----- Given data

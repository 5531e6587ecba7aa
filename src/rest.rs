//! Representative endpoint bindings.
//!
//! Bindings are pure construction: method, path, routing triple, result
//! type. No logic belongs here; everything else rides on the uniform
//! [`RequestBuilder`] contract. The full binding surface of the API is huge
//! and lives with consumers of this crate; the handful below covers the
//! shapes that exist: sequence results, payload-less results, query
//! parameters, typed setters and body sentinels.

use http::Method;
use serde_json::Value;

use crate::builder::RequestBuilder;
use crate::client::Client;
use crate::ratelimit::ResourceClass;
use crate::request::Route;
use crate::types::{Result, Snowflake};

impl Client {
    /// Messages of a channel. `around`, `before`, `after` and `limit` go
    /// through [`RequestBuilder::url_param`].
    pub fn get_channel_messages(&self, channel_id: Snowflake) -> RequestBuilder<'_, Vec<Value>> {
        RequestBuilder::new(
            self,
            Method::GET,
            format!("/channels/{channel_id}/messages"),
            Route::new(ResourceClass::Channels, channel_id, "messages"),
        )
        .precondition(channel_id.is_unset(), "channel id must be set")
    }

    /// Post a message to a channel.
    pub fn create_message(&self, channel_id: Snowflake, content: &str) -> RequestBuilder<'_, Value> {
        RequestBuilder::new(
            self,
            Method::POST,
            format!("/channels/{channel_id}/messages"),
            Route::new(ResourceClass::Channels, channel_id, "messages"),
        )
        .precondition(channel_id.is_unset(), "channel id must be set")
        .precondition(content.is_empty(), "message content must not be empty")
        .set("content", content)
    }

    /// Delete a message. Deletions are limited separately from the other
    /// message endpoints, hence the distinct endpoint-family label.
    pub fn delete_message(
        &self,
        channel_id: Snowflake,
        message_id: Snowflake,
    ) -> RequestBuilder<'_, ()> {
        RequestBuilder::new(
            self,
            Method::DELETE,
            format!("/channels/{channel_id}/messages/{message_id}"),
            Route::new(ResourceClass::Channels, channel_id, "messages-del"),
        )
        .precondition(channel_id.is_unset(), "channel id must be set")
        .precondition(message_id.is_unset(), "message id must be set")
    }

    /// Show the typing indicator in a channel for a few seconds.
    pub fn trigger_typing(&self, channel_id: Snowflake) -> RequestBuilder<'_, ()> {
        RequestBuilder::new(
            self,
            Method::POST,
            format!("/channels/{channel_id}/typing"),
            Route::new(ResourceClass::Channels, channel_id, "typing"),
        )
        .precondition(channel_id.is_unset(), "channel id must be set")
    }

    /// Modify attributes of a guild member.
    pub fn update_guild_member(
        &self,
        guild_id: Snowflake,
        user_id: Snowflake,
    ) -> UpdateGuildMemberBuilder<'_> {
        UpdateGuildMemberBuilder {
            inner: RequestBuilder::new(
                self,
                Method::PATCH,
                format!("/guilds/{guild_id}/members/{user_id}"),
                Route::new(ResourceClass::Guilds, guild_id, "members"),
            )
            .precondition(guild_id.is_unset(), "guild id must be set")
            .precondition(user_id.is_unset(), "user id must be set"),
        }
    }
}

/// Typed extension of the uniform builder contract for the member-update
/// endpoint, including its body sentinels.
#[must_use = "a request builder does nothing until execute is called"]
#[derive(Debug)]
pub struct UpdateGuildMemberBuilder<'a> {
    inner: RequestBuilder<'a, ()>,
}

impl UpdateGuildMemberBuilder<'_> {
    /// Set the member's nickname. Use [`Self::delete_nick`] to clear it.
    pub fn set_nick(self, nick: &str) -> Self {
        Self {
            inner: self
                .inner
                .precondition(nick.is_empty(), "nick must not be empty, use delete_nick")
                .set("nick", nick),
        }
    }

    /// Clear the member's nickname by sending the null sentinel.
    pub fn delete_nick(self) -> Self {
        Self {
            inner: self.inner.set("nick", Value::Null),
        }
    }

    /// Server-mute or unmute the member.
    pub fn set_mute(self, mute: bool) -> Self {
        Self {
            inner: self.inner.set("mute", mute),
        }
    }

    /// Server-deafen or undeafen the member.
    pub fn set_deaf(self, deaf: bool) -> Self {
        Self {
            inner: self.inner.set("deaf", deaf),
        }
    }

    /// Move the member to another voice channel.
    pub fn move_to_voice_channel(self, channel_id: Snowflake) -> Self {
        Self {
            inner: self
                .inner
                .precondition(channel_id.is_unset(), "voice channel id must be set")
                .set("channel_id", channel_id),
        }
    }

    /// Disconnect the member from voice by sending the null sentinel.
    pub fn kick_from_voice(self) -> Self {
        Self {
            inner: self.inner.set("channel_id", Value::Null),
        }
    }

    /// Bypass the external response cache for this request.
    pub fn ignore_cache(self) -> Self {
        Self {
            inner: self.inner.ignore_cache(),
        }
    }

    /// Fail fast instead of sleeping out a long rate-limit window.
    pub fn cancel_on_rate_limit(self) -> Self {
        Self {
            inner: self.inner.cancel_on_rate_limit(),
        }
    }

    /// Run the request. The endpoint has no response payload.
    ///
    /// # Errors
    ///
    /// See [`RequestBuilder::execute`].
    pub async fn execute(self) -> Result<()> {
        self.inner.execute().await
    }
}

----------

Every line from the one containing "another voice channel." to the end of the entries must be set down exactly, with none omitted and none added.

◆ Finished exercise
    /// Move the member to another voice channel.
    pub fn move_to_voice_channel(self, channel_id: Snowflake) -> Self {
        Self {
            inner: self
                .inner
                .precondition(channel_id.is_unset(), "voice channel id must be set")
                .set("channel_id", channel_id),
        }
    }

    /// Disconnect the member from voice by sending the null sentinel.
    pub fn kick_from_voice(self) -> Self {
        Self {
            inner: self.inner.set("channel_id", Value::Null),
        }
    }

    /// Bypass the external response cache for this request.
    pub fn ignore_cache(self) -> Self {
        Self {
            inner: self.inner.ignore_cache(),
        }
    }

    /// Fail fast instead of sleeping out a long rate-limit window.
    pub fn cancel_on_rate_limit(self) -> Self {
        Self {
            inner: self.inner.cancel_on_rate_limit(),
        }
    }

    /// Run the request. The endpoint has no response payload.
    ///
    /// # Errors
    ///
    /// See [`RequestBuilder::execute`].
    pub async fn execute(self) -> Result<()> {
        self.inner.execute().await
    }
}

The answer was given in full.